Sports medicine researchers at VUMC have asked the questions, and for the first time they have solid scientific proof about the effectiveness deep inside the knee of ice applied topically.

"We have proven that not only does the ice cool the superficial aspect of the joint, we now know that the ice actually cools the inner lining of the knee, the synovium," said Dr. Kurt P. Spindler, associate professor of Orthopaedics and Rehabilitation and director of Vanderbilt Sports Medicine.

"And we know that the synovium is the active component in the knee that produces all the inflammation. It produces chemical mediators, cytokines that can produce a lot of pain and inflammation. No one has ever shown until now that ice applied externally actually cools the knee down internally,"

"Hundreds of thousands of routine arthroscopies are done each year and this information will help all of us reduce the trauma on the synovium, thereby helping the patient heal quicker and with better results."

Spindler supervised two studies on cooling the knee, which produced these new results.

"In one study, we had tiny probes, that we inserted during an arthroscopy surgery to repair a knee. We applied ice on the knee and measured temperature continuously for two hours."
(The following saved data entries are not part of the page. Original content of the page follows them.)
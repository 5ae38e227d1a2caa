//! MetaCPAN API implementation

use std::time::Duration;

use serde::Deserialize;
use serde::de::DeserializeOwned;
use serde_json::{Value, json};
use tracing::{debug, warn};

use crate::config::{DEFAULT_INDEX_URL, DEFAULT_MAX_RESULTS, FETCH_TIMEOUT_MS};
use crate::index::error::IndexError;
use crate::index::registry::ReleaseIndex;
use crate::index::types::{ModuleFileHit, ReleaseFile, ReleaseMetadata};

#[derive(Debug, Deserialize)]
struct SearchResponse<T> {
    hits: SearchHits<T>,
}

#[derive(Debug, Deserialize)]
struct SearchHits<T> {
    hits: Vec<SearchHit<T>>,
}

#[derive(Debug, Deserialize)]
struct SearchHit<T> {
    #[serde(rename = "_source")]
    source: T,
}

#[derive(Debug, Deserialize)]
struct ModuleFileSource {
    release: String,
    author: String,
    distribution: String,
    #[serde(default)]
    version: Option<Value>,
    #[serde(default)]
    date: Option<String>,
    #[serde(default)]
    download_url: Option<String>,
    #[serde(default)]
    maturity: Option<String>,
}

#[derive(Debug, Deserialize)]
struct ReleaseFileSource {
    path: String,
    #[serde(default)]
    stat: Option<FileStat>,
    #[serde(default)]
    module: Vec<ModuleEntry>,
}

#[derive(Debug, Deserialize)]
struct FileStat {
    #[serde(default)]
    size: u64,
}

#[derive(Debug, Deserialize)]
struct ModuleEntry {
    name: String,
    #[serde(default)]
    version: Option<Value>,
}

/// The index stores versions as strings or numbers depending on the release
fn version_text(value: Option<Value>) -> Option<String> {
    match value? {
        Value::String(s) => Some(s),
        Value::Number(n) => Some(n.to_string()),
        _ => None,
    }
}

/// Release index backed by the MetaCPAN search API
pub struct MetaCpanIndex {
    client: reqwest::Client,
    base_url: String,
    max_results: usize,
}

impl MetaCpanIndex {
    /// Creates a new MetaCpanIndex with a custom base URL and result ceiling.
    /// A ceiling of zero is raised to one.
    pub fn new(base_url: &str, max_results: usize) -> Result<Self, IndexError> {
        let client = reqwest::Client::builder()
            .user_agent("dist-surveyor")
            .timeout(Duration::from_millis(FETCH_TIMEOUT_MS))
            .build()?;

        Ok(Self {
            client,
            base_url: base_url.trim_end_matches('/').to_string(),
            max_results: max_results.max(1),
        })
    }

    pub fn with_defaults() -> Result<Self, IndexError> {
        Self::new(DEFAULT_INDEX_URL, DEFAULT_MAX_RESULTS)
    }

    async fn search<T: DeserializeOwned>(
        &self,
        description: &str,
        body: Value,
    ) -> Result<Vec<T>, IndexError> {
        let url = format!("{}/v1/file/_search", self.base_url);
        debug!("Querying {} for {}", url, description);

        let response = self.client.post(&url).json(&body).send().await?;
        let response = check_status(response, &url).await?;

        let parsed: SearchResponse<T> = response.json().await.map_err(|e| {
            warn!("Failed to parse MetaCPAN search response: {}", e);
            IndexError::InvalidResponse(e.to_string())
        })?;

        let count = parsed.hits.hits.len();
        if count >= self.max_results {
            return Err(IndexError::CountExceeded {
                query: description.to_string(),
                count,
                limit: self.max_results,
            });
        }

        Ok(parsed.hits.hits.into_iter().map(|h| h.source).collect())
    }
}

async fn check_status(
    response: reqwest::Response,
    url: &str,
) -> Result<reqwest::Response, IndexError> {
    let status = response.status();

    if status == reqwest::StatusCode::TOO_MANY_REQUESTS {
        let retry_after_secs = response
            .headers()
            .get(reqwest::header::RETRY_AFTER)
            .and_then(|v| v.to_str().ok())
            .and_then(|v| v.parse().ok());
        return Err(IndexError::RateLimited { retry_after_secs });
    }

    if !status.is_success() {
        warn!("MetaCPAN returned status {}: {}", status, url);
        return Err(IndexError::InvalidResponse(format!(
            "Unexpected status: {}",
            status
        )));
    }

    Ok(response)
}

#[async_trait::async_trait]
impl ReleaseIndex for MetaCpanIndex {
    async fn files_by_module(
        &self,
        module: &str,
        versions: &[String],
        file_size: Option<u64>,
    ) -> Result<Vec<ModuleFileHit>, IndexError> {
        let mut filter = vec![
            json!({ "term": { "module.name": module } }),
            json!({ "terms": { "module.version": versions } }),
        ];
        if let Some(size) = file_size {
            filter.push(json!({ "term": { "stat.size": size } }));
        }

        let body = json!({
            "size": self.max_results,
            "query": { "bool": { "filter": filter } },
            "_source": [
                "release", "author", "distribution", "version",
                "date", "download_url", "maturity"
            ]
        });

        let description = format!("module {} {:?} size {:?}", module, versions, file_size);
        let sources: Vec<ModuleFileSource> = self.search(&description, body).await?;

        Ok(sources
            .into_iter()
            .map(|s| ModuleFileHit {
                release: s.release,
                author: s.author,
                distribution: s.distribution,
                version: version_text(s.version),
                date: s.date,
                download_url: s.download_url,
                maturity: s.maturity,
            })
            .collect())
    }

    async fn files_by_release(
        &self,
        author: &str,
        release: &str,
    ) -> Result<Vec<ReleaseFile>, IndexError> {
        let body = json!({
            "size": self.max_results,
            "query": { "bool": { "filter": [
                { "term": { "release": release } },
                { "term": { "author": author } },
                { "exists": { "field": "module.name" } }
            ] } },
            "_source": ["path", "stat.size", "module.name", "module.version"]
        });

        let description = format!("release {}/{}", author, release);
        let sources: Vec<ReleaseFileSource> = self.search(&description, body).await?;

        let files = sources
            .into_iter()
            .flat_map(|source| {
                let size = source.stat.map(|s| s.size).unwrap_or(0);
                let path = source.path;
                source.module.into_iter().map(move |m| ReleaseFile {
                    path: path.clone(),
                    module_name: m.name,
                    module_version: version_text(m.version),
                    file_size: size,
                })
            })
            .collect();

        Ok(files)
    }

    async fn release_metadata(
        &self,
        author: &str,
        release: &str,
    ) -> Result<ReleaseMetadata, IndexError> {
        let url = format!("{}/v1/release/{}/{}", self.base_url, author, release);

        let response = self.client.get(&url).send().await?;
        if response.status() == reqwest::StatusCode::NOT_FOUND {
            return Err(IndexError::NotFound(format!("{}/{}", author, release)));
        }
        let response = check_status(response, &url).await?;

        let body: Value = response.json().await.map_err(|e| {
            warn!("Failed to parse MetaCPAN release response: {}", e);
            IndexError::InvalidResponse(e.to_string())
        })?;

        // Some API versions wrap the document in a "release" key
        match body {
            Value::Object(mut map) => match map.remove("release") {
                Some(Value::Object(inner)) => Ok(inner),
                Some(other) => {
                    map.insert("release".to_string(), other);
                    Ok(map)
                }
                None => Ok(map),
            },
            _ => Err(IndexError::InvalidResponse(format!(
                "Release document for {}/{} is not an object",
                author, release
            ))),
        }
    }
}

#[cfg(test)]
mod tests {
    use super::*;
    use mockito::{Matcher, Server};

    #[tokio::test]
    async fn files_by_module_filters_on_name_versions_and_size() {
        let mut server = Server::new_async().await;

        let mock = server
            .mock("POST", "/v1/file/_search")
            .match_body(Matcher::PartialJson(json!({
                "query": { "bool": { "filter": [
                    { "term": { "module.name": "Foo::Bar" } },
                    { "terms": { "module.version": ["1.2", "v1.200.0", "1.200"] } },
                    { "term": { "stat.size": 500 } }
                ] } }
            })))
            .with_status(200)
            .with_header("content-type", "application/json")
            .with_body(
                r#"{"hits": {"total": 1, "hits": [
                    {"_source": {
                        "release": "Foo-Baz-1.2",
                        "author": "ALICE",
                        "distribution": "Foo-Baz",
                        "version": 1.2,
                        "date": "2012-03-04T05:06:07",
                        "download_url": "https://cpan.metacpan.org/authors/id/A/AL/ALICE/Foo-Baz-1.2.tar.gz"
                    }}
                ]}}"#,
            )
            .create_async()
            .await;

        let index = MetaCpanIndex::new(&server.url(), 100).unwrap();
        let versions = vec!["1.2".to_string(), "v1.200.0".to_string(), "1.200".to_string()];
        let hits = index
            .files_by_module("Foo::Bar", &versions, Some(500))
            .await
            .unwrap();

        mock.assert_async().await;
        assert_eq!(
            hits,
            vec![ModuleFileHit {
                release: "Foo-Baz-1.2".to_string(),
                author: "ALICE".to_string(),
                distribution: "Foo-Baz".to_string(),
                version: Some("1.2".to_string()),
                date: Some("2012-03-04T05:06:07".to_string()),
                download_url: Some(
                    "https://cpan.metacpan.org/authors/id/A/AL/ALICE/Foo-Baz-1.2.tar.gz"
                        .to_string()
                ),
                maturity: None,
            }]
        );
    }

    #[tokio::test]
    async fn files_by_module_fails_when_result_count_reaches_limit() {
        let mut server = Server::new_async().await;

        let hit = r#"{"_source": {"release": "Foo-1.0", "author": "A", "distribution": "Foo"}}"#;
        let body = format!(r#"{{"hits": {{"hits": [{}, {}]}}}}"#, hit, hit);

        let mock = server
            .mock("POST", "/v1/file/_search")
            .with_status(200)
            .with_header("content-type", "application/json")
            .with_body(body)
            .create_async()
            .await;

        let index = MetaCpanIndex::new(&server.url(), 2).unwrap();
        let result = index
            .files_by_module("Foo", &["1.0".to_string()], None)
            .await;

        mock.assert_async().await;
        assert!(matches!(
            result,
            Err(IndexError::CountExceeded {
                count: 2,
                limit: 2,
                ..
            })
        ));
    }

    #[tokio::test]
    async fn zero_result_ceiling_still_answers_empty_searches() {
        let mut server = Server::new_async().await;

        let mock = server
            .mock("POST", "/v1/file/_search")
            .with_status(200)
            .with_header("content-type", "application/json")
            .with_body(r#"{"hits": {"hits": []}}"#)
            .create_async()
            .await;

        let index = MetaCpanIndex::new(&server.url(), 0).unwrap();
        let result = index
            .files_by_module("Foo", &["1.0".to_string()], None)
            .await;

        mock.assert_async().await;
        assert_eq!(result.unwrap(), vec![]);
    }

    #[tokio::test]
    async fn files_by_module_reports_rate_limiting() {
        let mut server = Server::new_async().await;

        let mock = server
            .mock("POST", "/v1/file/_search")
            .with_status(429)
            .with_header("retry-after", "30")
            .create_async()
            .await;

        let index = MetaCpanIndex::new(&server.url(), 100).unwrap();
        let result = index.files_by_module("Foo", &["1.0".to_string()], None).await;

        mock.assert_async().await;
        assert!(matches!(
            result,
            Err(IndexError::RateLimited {
                retry_after_secs: Some(30)
            })
        ));
    }

    #[tokio::test]
    async fn files_by_release_flattens_modules_per_file() {
        let mut server = Server::new_async().await;

        let mock = server
            .mock("POST", "/v1/file/_search")
            .match_body(Matcher::PartialJson(json!({
                "query": { "bool": { "filter": [
                    { "term": { "release": "Foo-Baz-1.2" } },
                    { "term": { "author": "ALICE" } },
                    { "exists": { "field": "module.name" } }
                ] } }
            })))
            .with_status(200)
            .with_header("content-type", "application/json")
            .with_body(
                r#"{"hits": {"hits": [
                    {"_source": {
                        "path": "lib/Foo/Bar.pm",
                        "stat": {"size": 500},
                        "module": [
                            {"name": "Foo::Bar", "version": "1.2"},
                            {"name": "Foo::Bar::Helper"}
                        ]
                    }},
                    {"_source": {
                        "path": "lib/Foo/Qux.pm",
                        "stat": {"size": 300},
                        "module": [{"name": "Foo::Qux", "version": 1.2}]
                    }}
                ]}}"#,
            )
            .create_async()
            .await;

        let index = MetaCpanIndex::new(&server.url(), 100).unwrap();
        let files = index.files_by_release("ALICE", "Foo-Baz-1.2").await.unwrap();

        mock.assert_async().await;
        assert_eq!(files.len(), 3);
        assert_eq!(files[0].module_name, "Foo::Bar");
        assert_eq!(files[0].file_size, 500);
        assert_eq!(files[1].module_name, "Foo::Bar::Helper");
        assert_eq!(files[1].module_version, None);
        assert_eq!(files[2].module_version, Some("1.2".to_string()));
        assert_eq!(files[2].path, "lib/Foo/Qux.pm");
    }

    #[tokio::test]
    async fn release_metadata_unwraps_release_document() {
        let mut server = Server::new_async().await;

        let mock = server
            .mock("GET", "/v1/release/ALICE/Foo-Baz-1.2")
            .with_status(200)
            .with_header("content-type", "application/json")
            .with_body(r#"{"release": {"name": "Foo-Baz-1.2", "author": "ALICE"}}"#)
            .create_async()
            .await;

        let index = MetaCpanIndex::new(&server.url(), 100).unwrap();
        let metadata = index.release_metadata("ALICE", "Foo-Baz-1.2").await.unwrap();

        mock.assert_async().await;
        assert_eq!(metadata.get("name"), Some(&json!("Foo-Baz-1.2")));
    }

    #[tokio::test]
    async fn release_metadata_returns_not_found_for_missing_release() {
        let mut server = Server::new_async().await;

        let mock = server
            .mock("GET", "/v1/release/ALICE/Gone-1.0")
            .with_status(404)
            .create_async()
            .await;

        let index = MetaCpanIndex::new(&server.url(), 100).unwrap();
        let result = index.release_metadata("ALICE", "Gone-1.0").await;

        mock.assert_async().await;
        assert!(matches!(result, Err(IndexError::NotFound(_))));
    }
}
Spindler said besides lowering the temperature in superficial locations in the knee, the research looked at the effect on the synovium above the knee cap and on the inside of the knee cap.

"We measured both of these sites and we found the same thing. The drops in temperature aren't as great, but we still were able to actually lower the temperature about six degrees Celsius in the synovium, proving that we truly are getting a profound biologic affect at the level of the synovium.

"Now we have to rethink our procedures about how ice helps people after a knee injury or after a knee surgery, because it clearly is affecting the synovium and it clearly is affecting the articular cartilage."

Spindler says he believes pressure on the affected area also may help alleviate trauma and aid healing and that ice can also affect bleeding. He will be investigating those issues in future studies.

Spindler also plans to measure some of the chemical mediators (cytokines) that are in the synovial fluid after surgery to see if different mediators develop because of the change in temperature.

"I know from doing tissue culture experiments that if you change a degree or two Celsius in the tissue culture, you get profound biological affects as far as significant differences in some of their growth rates and some of the proteins they produce. We are showing a six-degree difference in synovium, so I can't imagine it is not going to affect how that synovium reacts to injury. I think it should to have some significant effect."

Spindler says the new research can also help the general public struggling with a knee or other joint injury. He says applying ice and some general compression to the area is a good idea.

"It should not be really tight pressure, just general pressure. Make sure the ice conforms to the surface of the skin. Too much pressure could cause problems.

"Apply the ice and general pressure for about 15-20 minutes, then remove for an equal amount of time, then it could be iced up again."

Spindler says he is thrilled to find a scientific basis for what people have done for many years.

"People have given up using ice in recent years saying even if it works, it's because of the peripheral skin effect that helps with pain control. What we are saying is, 'No, it's more than that. It is actually working where we want it to work, at the deeper level inside the knee, at the synovium, the structure that is so critical in its reaction to trauma and injury.'

"The damage to the synovium determines how fast someone recovers, which translates into how fast someone can get out on an athletic field or how fast someone can walk normally after arthroscopy.

The original idea for this study, Spindler says, came from a Vanderbilt University medical student.

"Hilary Ann Petersen raised the issue. I suggested she follow the scientific method of reviewing the literature on the topic. Then we found that the question had never been adequately addressed before, so we started the study.

"It is just the power of academics. The power of young people asking questions, even though you think they are already answered."